I must had been like maybe 16 or 17 when I had this conversation, little did I know that I would have had a change of heart later on in my life. I really never in a million years would think that I would be Muslim, honestly. But anyways, time just kept passing. When I was 20, one of my other friends gave me a book about Islam- “What Islam is all about” by Yahiya Emerick, and being the way I was, although I didn’t want to read the book because I was like yah yah in the back of my head saying I am Christian I don’t need to read this, since I promised this person that the book wouldn’t just collect dust, I started to read it. I really got into it, and as I was reading it, I have noticed how SIMILAR Islam really was to the way I was worshipping God at that moment. I started to also read the Qur’an as I was looking into Islam and I came across an ayat:
“Verily, in the remembrance of God do hearts find rest.” (Quran 13:28),
and my Qur’an has hadith on the bottom of the page and this is the hadith-
I am as My servant thinks I am. I am with him when he makes mention of Me. If he makes mention of Me to himself, I make mention of him to Myself; and if he makes mention of Me in an assembly, I make mention of him in an assemble better than it. And if he draws near to Me an arm’s length, I draw near to him a fathom’s length. And if he comes to Me walking, I go to him running.
- Al-Buhkari
As I read this hadith, I was sobbing so much, and I knew it, that I wanted to be Muslim. Every time I think of this, I think of the ayat in the Qur’an that says:
“And when they hear what has been sent down to the Messenger, you see their eyes overflow with tears because of what they have recognized of Truth. They cry: Our Lord! We believe; so you do write us down among the witnesses [to the Truth] (al-Ma’idah 5: 83)“
So I called my other friend from HS and told her everything, and at that moment I wanted to kind of perfect myself, and stop the little things that I did, but my friend said first accept Islam and then work on perfection. And I kind of was procrastinating to say the shahada (or rather the Shaytan was putting excuses in my head of whether I was making the right choice.) But anyways, my friend and I set a date, and her family and I went to a Youth Center, and that is where I said my shahada, it was a Friday, it was beautiful. I barely made it through the shahada because I just kept crying and crying through every single word. When I said it, I felt so light, like a brand-new baby.

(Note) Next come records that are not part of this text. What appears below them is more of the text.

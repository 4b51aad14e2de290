//! Rendering: device capability, shader variations and draw batching
//!
//! Nothing here talks to a graphics API directly. All GPU work goes through
//! the [`GraphicsDevice`] trait.

mod device;
mod renderer;
mod shader_cache;
mod shader_variation;
mod vertex;

pub use device::{
    BufferId, BufferKind, DeviceCall, DeviceError, GraphicsDevice, HeadlessDevice, RenderTarget,
    ShaderId, TextureId,
};
pub use renderer::{RenderFlags, RenderStats, Renderer};
pub use shader_cache::ShaderVariationCache;
pub use shader_variation::{PerObjectBuffer, ShaderFlags, ShaderState, ShaderVariation};
pub use vertex::Vertex;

It took me about 3 months from the time that I started to read the book, until my shahada. In the beginning, the reason why I became Muslim is because I wanted to worship and obey God the way that He deserves to be worshipped. Pray to Him and Him only; celebrate holidays for Him and Him only, just Love Him. There were a lot of other controversial issues in Islam that at that moment maybe I did not agree with because I did not understand the religion yet. But as my journey to knowledge started, and the more I read about Islam, I really got to LOVE the Prophet as well as the religion, more and more. So this is my story, it is nothing special, but I am thankful that I am Muslim. It has been four years, hint hint Sept 26th, the day that I became Muslim, and Inshallah I will stay on this path until I die, Ameen.
I wish though that Muslims all around the world would really realize how beautiful this religion is, and how much they are taking it for granted. This life is not worth it, we live, we get tested, and we die and test is over. So what is important, this life and its enjoyment that will pass, or the hereafter? My advice to anyone is to read and learn as much as you can, give your excuses a black eye, seriously, it is our duty to educate ourselves. The more knowledge of Islam we have, the better we are, and the more love we develop for our religion!!!